* [Given entries]

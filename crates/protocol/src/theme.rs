use serde::{Deserialize, Serialize};

/// Semantic color tokens resolved by the renderer's palette.
///
/// Content data refers to the `Social*` tokens by their kebab-case names
/// (`"social-github"`), everything else is chosen by the paint views.
#[derive(Debug, Clone, Copy, PartialEq, Eq, Hash, Serialize, Deserialize)]
#[serde(rename_all = "kebab-case")]
pub enum ThemeToken {
    Background,
    Surface,
    Border,

    // Window chrome
    TitleText,
    SectionTitle,
    TabActive,
    TabInactive,

    // Prompt
    PromptSymbol,
    CommandText,
    CommandArg,
    Cursor,

    TextPrimary,
    TextSecondary,
    TextMuted,
    Link,

    // Skills tree
    TreeGuide,
    CategoryName,
    SkillName,
    SkillUnused,
    LevelDaily,
    LevelRegular,
    LevelLearning,
    Strength,

    // Careers timeline
    TimelineActive,
    TimelineInactive,
    CareerBullet,
    CareerPeriod,
    CareerCurrent,
    Company,
    Position,
    AchievementMarker,
    TechBadge,

    // Projects
    ProjectName,
    ProjectLink,

    // Social links
    SocialGithub,
    SocialLinkedin,
    SocialX,

    // Background rain
    RainHead,
    RainTrail,
}
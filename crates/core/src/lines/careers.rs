use std::cmp::Ordering;

use super::CommandLine;
use crate::model::{CareerRecord, CareersContent, LineKind, Reveal, RevealItem};

#[derive(Debug, Clone, PartialEq)]
pub struct CareerEntry {
    pub id: String,
    pub record: CareerRecord,
    /// Position in the timeline, `0` at the top.
    pub position: usize,
}

#[derive(Debug, Clone, PartialEq)]
pub enum CareersLine {
    Command(CommandLine),
    Entry(CareerEntry),
}

impl RevealItem for CareersLine {
    fn kind(&self) -> LineKind {
        match self {
            Self::Command(_) => LineKind::Command,
            Self::Entry(_) => LineKind::CareerEntry,
        }
    }

    fn reveal(&self) -> Reveal<'_> {
        match self {
            Self::Command(cmd) => Reveal::Typed(cmd.full_text()),
            Self::Entry(_) => Reveal::Instant,
        }
    }
}

/// Ongoing records first, then newest start date first within each group.
///
/// Start dates are fixed-width `YYYY-MM`, so string order is date order.
pub fn timeline_order(a: &CareerRecord, b: &CareerRecord) -> Ordering {
    b.period
        .is_present()
        .cmp(&a.period.is_present())
        .then_with(|| b.period.start.cmp(&a.period.start))
}

pub fn generate(careers: &CareersContent) -> Vec<CareersLine> {
    let mut records: Vec<(&String, &CareerRecord)> = careers.items.iter().collect();
    records.sort_by(|(_, a), (_, b)| timeline_order(a, b));

    let mut lines = Vec::with_capacity(records.len() + 1);
    lines.push(CareersLine::Command(CommandLine::new(careers.command.clone())));
    lines.extend(records.into_iter().enumerate().map(|(position, (id, record))| {
        CareersLine::Entry(CareerEntry {
            id: id.clone(),
            record: record.clone(),
            position,
        })
    }));
    lines
}

#[cfg(test)]
mod tests {
    use indexmap::IndexMap;

    use super::*;
    use crate::model::{Period, SectionLabels};

    fn record(start: &str, end: &str) -> CareerRecord {
        CareerRecord {
            company: String::new(),
            position: String::new(),
            period: Period {
                start: start.to_string(),
                end: end.to_string(),
            },
            description: String::new(),
            responsibilities: vec![],
            achievements: vec![],
            technologies: vec![],
        }
    }

    fn careers(items: &[(&str, CareerRecord)]) -> CareersContent {
        CareersContent {
            command: "git log".to_string(),
            present: "present".to_string(),
            section_labels: SectionLabels {
                responsibilities: String::new(),
                achievements: String::new(),
                coming_soon: String::new(),
            },
            items: items
                .iter()
                .map(|(id, r)| (id.to_string(), r.clone()))
                .collect::<IndexMap<_, _>>(),
        }
    }

    fn ids(lines: &[CareersLine]) -> Vec<&str> {
        lines
            .iter()
            .filter_map(|line| match line {
                CareersLine::Entry(entry) => Some(entry.id.as_str()),
                CareersLine::Command(_) => None,
            })
            .collect()
    }

    #[test]
    fn present_first_then_newest_start() {
        let lines = generate(&careers(&[
            ("B", record("2022-01", "2023-12")),
            ("A", record("2024-01", "present")),
            ("C", record("2022-06", "present")),
        ]));
        assert_eq!(ids(&lines), vec!["A", "C", "B"]);
        assert_eq!(lines[0].kind(), LineKind::Command);
    }

    #[test]
    fn equal_start_dates_keep_document_order() {
        let lines = generate(&careers(&[
            ("zeta", record("2019-04", "2020-03")),
            ("alpha", record("2019-04", "2021-03")),
            ("mid", record("2019-04", "present")),
        ]));
        assert_eq!(ids(&lines), vec!["mid", "zeta", "alpha"]);
    }

    #[test]
    fn positions_follow_sorted_order() {
        let lines = generate(&careers(&[
            ("old", record("2015-04", "2017-03")),
            ("new", record("2018-04", "2020-03")),
        ]));
        let positions: Vec<_> = lines
            .iter()
            .filter_map(|line| match line {
                CareersLine::Entry(entry) => Some((entry.id.as_str(), entry.position)),
                CareersLine::Command(_) => None,
            })
            .collect();
        assert_eq!(positions, vec![("new", 0), ("old", 1)]);
    }
}
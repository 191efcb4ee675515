//! Explicit timer queue for one tab.
//!
//! The scheduler never reads a clock. Callers pass the time an event was
//! produced at (`at_ms`) when scheduling and the current time when
//! polling, so the same sequence of fires comes out regardless of how
//! often the host ticks.

/// A timer that came due.
#[derive(Debug, Clone, PartialEq, Eq)]
pub struct Fired<E> {
    /// When the timer was due, which may be earlier than the poll time.
    pub due_ms: u64,
    pub event: E,
}

#[derive(Debug, Clone)]
struct Timer<E> {
    due_ms: u64,
    seq: u64,
    event: E,
}

#[derive(Debug, Clone)]
pub struct Scheduler<E> {
    timers: Vec<Timer<E>>,
    next_seq: u64,
}

impl<E> Scheduler<E> {
    pub fn new() -> Self {
        Self {
            timers: Vec::new(),
            next_seq: 0,
        }
    }

    /// Queue `event` to fire `after_ms` after `at_ms`.
    pub fn schedule(&mut self, at_ms: u64, after_ms: u64, event: E) {
        let seq = self.next_seq;
        self.next_seq += 1;
        self.timers.push(Timer {
            due_ms: at_ms.saturating_add(after_ms),
            seq,
            event,
        });
    }

    /// Remove and return the earliest timer due at or before `now_ms`.
    /// Timers with equal due times fire in scheduling order.
    pub fn poll(&mut self, now_ms: u64) -> Option<Fired<E>> {
        let (pos, _) = self
            .timers
            .iter()
            .enumerate()
            .filter(|(_, t)| t.due_ms <= now_ms)
            .min_by_key(|(_, t)| (t.due_ms, t.seq))?;
        let timer = self.timers.swap_remove(pos);
        Some(Fired {
            due_ms: timer.due_ms,
            event: timer.event,
        })
    }

    /// Drop every pending timer. Returns how many were dropped.
    pub fn cancel_all(&mut self) -> usize {
        let dropped = self.timers.len();
        self.timers.clear();
        dropped
    }

    pub fn next_due(&self) -> Option<u64> {
        self.timers.iter().map(|t| t.due_ms).min()
    }

    pub fn len(&self) -> usize {
        self.timers.len()
    }

    pub fn is_empty(&self) -> bool {
        self.timers.is_empty()
    }
}

impl<E> Default for Scheduler<E> {
    fn default() -> Self {
        Self::new()
    }
}

#[cfg(test)]
mod tests {
    use super::*;

    #[test]
    fn fires_in_due_order_then_fifo() {
        let mut s = Scheduler::new();
        s.schedule(0, 30, "c");
        s.schedule(0, 10, "a");
        s.schedule(5, 5, "b");
        assert_eq!(s.next_due(), Some(10));

        let fired: Vec<_> = std::iter::from_fn(|| s.poll(100)).map(|f| f.event).collect();
        assert_eq!(fired, vec!["a", "b", "c"]);
        assert!(s.is_empty());
    }

    #[test]
    fn nothing_fires_early() {
        let mut s = Scheduler::new();
        s.schedule(100, 50, 1);
        assert_eq!(s.poll(149), None);
        assert_eq!(
            s.poll(150),
            Some(Fired {
                due_ms: 150,
                event: 1
            })
        );
    }

    #[test]
    fn cancel_all_drops_pending_timers() {
        let mut s = Scheduler::new();
        s.schedule(0, 10, ());
        s.schedule(0, 20, ());
        assert_eq!(s.len(), 2);
        assert_eq!(s.cancel_all(), 2);
        assert_eq!(s.poll(u64::MAX), None);
        assert_eq!(s.next_due(), None);
    }
}
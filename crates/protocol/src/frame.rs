use serde::{Deserialize, Serialize};

use crate::commands::PaintCommand;
use crate::types::{Locale, TabId};

/// Everything a renderer needs to draw one frame of the terminal window.
#[derive(Debug, Clone, PartialEq, Serialize, Deserialize)]
pub struct TerminalFrame {
    pub locale: Locale,
    pub active_tab: TabId,
    /// `user@host - ~/<tab>`
    pub window_title: String,
    /// Heading above the window for the active tab.
    pub section_title: String,
    pub tabs: Vec<TabLabel>,
    /// Paint stream of the active tab.
    pub body: Vec<PaintCommand>,
    /// The active tab has finished its reveal.
    pub complete: bool,
}

#[derive(Debug, Clone, PartialEq, Eq, Serialize, Deserialize)]
pub struct TabLabel {
    pub id: TabId,
    pub label: String,
    pub active: bool,
}

impl TerminalFrame {
    /// Tab targets and revealed career ids in paint order, for focus
    /// navigation.
    pub fn interactive_items(&self) -> Vec<Interactive> {
        self.body
            .iter()
            .filter_map(|cmd| match cmd {
                PaintCommand::TabLink { target, .. } => Some(Interactive::TabLink(*target)),
                PaintCommand::Career(card) if card.interactive => {
                    Some(Interactive::Career(card.id.clone()))
                }
                _ => None,
            })
            .collect()
    }
}

/// A paint command the user can activate.
#[derive(Debug, Clone, PartialEq, Eq, Serialize, Deserialize)]
pub enum Interactive {
    TabLink(TabId),
    Career(String),
}
//! The application model: content, locale, active tab, and the four tabs.
//!
//! Hosts drive it with their own clock. A typical loop is
//!
//! ```text
//! hydrate(now)
//! loop {
//!     handle input  -> select_tab / toggle_locale / activate
//!     tick(now)     -> repaint with frame() when it returns true
//!     sleep until next_wakeup() or the next input event
//! }
//! ```

use std::collections::BTreeSet;

use folio_protocol::{Interactive, Locale, PaintCommand, TabId, TabLabel, TerminalFrame};
use rand::rngs::StdRng;
use rand::{Rng, SeedableRng};

use crate::config::Settings;
use crate::locale::{LocaleController, LocaleError, PreferenceStore};
use crate::model::ContentTree;
use crate::store::TranslationStore;
use crate::tabs::{Careers, PaintContext, Profile, Projects, Skills, Tab};

struct Tabs {
    profile: Tab<Profile>,
    skills: Tab<Skills>,
    careers: Tab<Careers>,
    projects: Tab<Projects>,
}

impl Tabs {
    fn new(content: &ContentTree, settings: &Settings, rng: &mut StdRng) -> Self {
        let delay = settings.start_delay_ms;
        let motion = settings.motion();
        let mut seeded = || StdRng::seed_from_u64(rng.random());
        Self {
            profile: Tab::new(content, delay, motion, seeded()),
            skills: Tab::new(content, delay, motion, seeded()),
            careers: Tab::new(content, delay, motion, seeded()),
            projects: Tab::new(content, delay, motion, seeded()),
        }
    }

    fn set_visible(&mut self, tab: TabId, visible: bool, now_ms: u64) -> bool {
        match tab {
            TabId::Profile => self.profile.set_visible(visible, now_ms),
            TabId::Skills => self.skills.set_visible(visible, now_ms),
            TabId::Careers => self.careers.set_visible(visible, now_ms),
            TabId::Projects => self.projects.set_visible(visible, now_ms),
        }
    }

    fn reload(&mut self, content: &ContentTree, now_ms: u64) {
        self.profile.reload(content, now_ms);
        self.skills.reload(content, now_ms);
        self.careers.reload(content, now_ms);
        self.projects.reload(content, now_ms);
    }

    fn tick(&mut self, now_ms: u64) -> bool {
        // Hidden tabs return false without touching anything.
        let mut changed = self.profile.tick(now_ms);
        changed |= self.skills.tick(now_ms);
        changed |= self.careers.tick(now_ms);
        changed |= self.projects.tick(now_ms);
        changed
    }

    fn next_wakeup(&self) -> Option<u64> {
        [
            self.profile.next_wakeup(),
            self.skills.next_wakeup(),
            self.careers.next_wakeup(),
            self.projects.next_wakeup(),
        ]
        .into_iter()
        .flatten()
        .min()
    }

    fn paint(&self, tab: TabId, ctx: PaintContext<'_>) -> (Vec<PaintCommand>, bool) {
        match tab {
            TabId::Profile => (self.profile.paint(ctx), self.profile.is_complete()),
            TabId::Skills => (self.skills.paint(ctx), self.skills.is_complete()),
            TabId::Careers => (self.careers.paint(ctx), self.careers.is_complete()),
            TabId::Projects => (self.projects.paint(ctx), self.projects.is_complete()),
        }
    }

    fn is_complete(&self, tab: TabId) -> bool {
        match tab {
            TabId::Profile => self.profile.is_complete(),
            TabId::Skills => self.skills.is_complete(),
            TabId::Careers => self.careers.is_complete(),
            TabId::Projects => self.projects.is_complete(),
        }
    }
}

pub struct Portfolio<S> {
    store: TranslationStore,
    locale: LocaleController<S>,
    settings: Settings,
    active: TabId,
    /// Expanded career cards. Survives tab switches and locale changes.
    expanded: BTreeSet<String>,
    /// Built on hydration; nothing locale-dependent exists before that.
    tabs: Option<Tabs>,
    rng: StdRng,
}

impl<S: PreferenceStore> Portfolio<S> {
    pub fn new(store: TranslationStore, preferences: S, settings: Settings) -> Self {
        let rng = match settings.seed {
            Some(seed) => StdRng::seed_from_u64(seed),
            None => StdRng::from_os_rng(),
        };
        Self {
            store,
            locale: LocaleController::new(preferences),
            settings,
            active: TabId::Profile,
            expanded: BTreeSet::new(),
            tabs: None,
            rng,
        }
    }

    /// Resolve the locale, build the tabs and start the active one.
    /// Calling it again has no effect.
    pub fn hydrate(&mut self, now_ms: u64) -> Locale {
        if let (Some(_), Ok(locale)) = (&self.tabs, self.locale.locale()) {
            return locale;
        }
        let locale = match self.settings.locale_override {
            Some(locale) => self.locale.hydrate_as(locale),
            None => self.locale.hydrate(),
        };
        let mut tabs = Tabs::new(self.store.get(locale), &self.settings, &mut self.rng);
        tabs.set_visible(self.active, true, now_ms);
        self.tabs = Some(tabs);
        tracing::info!(%locale, tab = %self.active, "portfolio hydrated");
        locale
    }

    pub fn is_hydrated(&self) -> bool {
        self.tabs.is_some()
    }

    pub fn locale(&self) -> Result<Locale, LocaleError> {
        self.locale.locale()
    }

    pub fn active_tab(&self) -> TabId {
        self.active
    }

    pub fn settings(&self) -> &Settings {
        &self.settings
    }

    pub fn preferences(&self) -> &S {
        self.locale.store()
    }

    /// Switch tabs. The old tab is suspended, the new one starts or resumes.
    pub fn select_tab(&mut self, tab: TabId, now_ms: u64) -> bool {
        if tab == self.active {
            return false;
        }
        let previous = std::mem::replace(&mut self.active, tab);
        if let Some(tabs) = self.tabs.as_mut() {
            tabs.set_visible(previous, false, now_ms);
            tabs.set_visible(tab, true, now_ms);
        }
        tracing::debug!(from = %previous, to = %tab, "tab selected");
        true
    }

    /// Switch locale and regenerate every tab. The active tab restarts
    /// right away; the others start fresh when next shown.
    pub fn toggle_locale(&mut self, now_ms: u64) -> Result<Locale, LocaleError> {
        let locale = self.locale.toggle()?;
        if let Some(tabs) = self.tabs.as_mut() {
            tabs.reload(self.store.get(locale), now_ms);
        }
        Ok(locale)
    }

    /// Expand or collapse a career card. Returns whether it is now expanded.
    pub fn toggle_career(&mut self, id: &str) -> bool {
        if self.expanded.remove(id) {
            false
        } else {
            self.expanded.insert(id.to_string());
            true
        }
    }

    pub fn is_expanded(&self, id: &str) -> bool {
        self.expanded.contains(id)
    }

    /// Follow a tab link or toggle a career card.
    pub fn activate(&mut self, item: &Interactive, now_ms: u64) -> bool {
        match item {
            Interactive::TabLink(tab) => self.select_tab(*tab, now_ms),
            Interactive::Career(id) => {
                self.toggle_career(id);
                true
            }
        }
    }

    /// Advance the active tab to `now_ms`. Returns whether the frame changed.
    pub fn tick(&mut self, now_ms: u64) -> bool {
        self.tabs.as_mut().is_some_and(|tabs| tabs.tick(now_ms))
    }

    /// Host time at which the next tick has work to do.
    pub fn next_wakeup(&self) -> Option<u64> {
        self.tabs.as_ref().and_then(Tabs::next_wakeup)
    }

    pub fn is_complete(&self, tab: TabId) -> bool {
        self.tabs.as_ref().is_some_and(|tabs| tabs.is_complete(tab))
    }

    /// What to draw now; `None` until hydrated.
    pub fn frame(&self) -> Option<TerminalFrame> {
        let tabs = self.tabs.as_ref()?;
        let locale = self.locale.locale().ok()?;
        let content = self.store.get(locale);
        let (body, complete) = tabs.paint(
            self.active,
            PaintContext {
                content,
                expanded: &self.expanded,
            },
        );
        Some(TerminalFrame {
            locale,
            active_tab: self.active,
            window_title: format!(
                "{}@{} - ~/{}",
                content.portfolio.user,
                content.portfolio.host,
                self.active.as_str()
            ),
            section_title: content.portfolio.section_titles.get(self.active).to_string(),
            tabs: TabId::ALL
                .iter()
                .map(|&id| TabLabel {
                    id,
                    label: content.tabs.get(id).to_string(),
                    active: id == self.active,
                })
                .collect(),
            body,
            complete,
        })
    }
}
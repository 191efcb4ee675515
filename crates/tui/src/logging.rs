use std::fs::File;
use std::path::Path;
use std::sync::Arc;

use anyhow::{Context, Result};
use tracing_subscriber::prelude::*;
use tracing_subscriber::{EnvFilter, fmt};

/// Log to `path`; the terminal itself belongs to the UI.
///
/// `RUST_LOG` filters as usual and defaults to `info`.
pub fn init(path: &Path) -> Result<()> {
    let file = File::create(path).with_context(|| format!("creating log file {}", path.display()))?;
    let filter = EnvFilter::try_from_default_env().unwrap_or_else(|_| EnvFilter::new("info"));
    let fmt_layer = fmt::layer().with_writer(Arc::new(file)).with_ansi(false);

    tracing_subscriber::registry()
        .with(fmt_layer)
        .with(filter)
        .try_init()
        .context("installing tracing subscriber")
}
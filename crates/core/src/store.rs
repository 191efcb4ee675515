use folio_protocol::Locale;
use thiserror::Error;

use crate::model::ContentTree;

const EMBEDDED_JA: &str = include_str!("../content/ja.json");
const EMBEDDED_EN: &str = include_str!("../content/en.json");

#[derive(Debug, Error)]
pub enum ContentError {
    #[error("{locale} content: {source}")]
    Parse {
        locale: Locale,
        #[source]
        source: serde_json::Error,
    },
}

/// Immutable holder of both locale variants of the display content.
#[derive(Debug, Clone)]
pub struct TranslationStore {
    ja: ContentTree,
    en: ContentTree,
}

impl TranslationStore {
    pub fn new(ja: ContentTree, en: ContentTree) -> Self {
        Self { ja, en }
    }

    /// The content compiled into the binary.
    pub fn embedded() -> Result<Self, ContentError> {
        Self::from_json(EMBEDDED_JA, EMBEDDED_EN)
    }

    pub fn from_json(ja: &str, en: &str) -> Result<Self, ContentError> {
        let parse = |locale: Locale, text: &str| {
            serde_json::from_str::<ContentTree>(text)
                .map_err(|source| ContentError::Parse { locale, source })
        };
        let store = Self::new(parse(Locale::Ja, ja)?, parse(Locale::En, en)?);
        tracing::debug!(
            categories = store.ja.skills.categories.len(),
            careers = store.ja.careers.items.len(),
            projects = store.ja.projects.items.len(),
            "content store loaded"
        );
        Ok(store)
    }

    pub fn get(&self, locale: Locale) -> &ContentTree {
        match locale {
            Locale::Ja => &self.ja,
            Locale::En => &self.en,
        }
    }
}

#[cfg(test)]
mod tests {
    use super::*;

    #[test]
    fn embedded_content_parses() {
        let store = TranslationStore::embedded();
        assert!(store.is_ok(), "embedded content should parse: {store:?}");
    }

    #[test]
    fn locale_trees_share_structure() {
        let Ok(store) = TranslationStore::embedded() else {
            unreachable!("embedded content parses");
        };
        let ja = store.get(Locale::Ja);
        let en = store.get(Locale::En);

        let names = |tree: &ContentTree| -> Vec<String> {
            tree.skills
                .categories
                .iter()
                .map(|c| format!("{}:{}", c.name, c.skills.len()))
                .collect()
        };
        assert_eq!(names(ja), names(en));

        let ids = |tree: &ContentTree| -> Vec<String> { tree.careers.items.keys().cloned().collect() };
        assert_eq!(ids(ja), ids(en));
        assert_eq!(ja.projects.items.len(), en.projects.items.len());
        assert_eq!(ja.social.links.len(), en.social.links.len());
        assert_ne!(ja.profile_tab.about_me, en.profile_tab.about_me);
    }

    #[test]
    fn malformed_content_names_the_locale() {
        let err = TranslationStore::from_json(EMBEDDED_JA, "{\"portfolio\": 1}");
        match err {
            Err(ContentError::Parse { locale, .. }) => assert_eq!(locale, Locale::En),
            Ok(_) => unreachable!("english tree is malformed"),
        }
    }
}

* [Requirement]
Copy every line of the entries in which "LineKind" can be found.

* [Result]
use crate::model::{CareerRecord, CareersContent, LineKind, Reveal, RevealItem};
    fn kind(&self) -> LineKind {
            Self::Command(_) => LineKind::Command,
            Self::Entry(_) => LineKind::CareerEntry,
        assert_eq!(lines[0].kind(), LineKind::Command);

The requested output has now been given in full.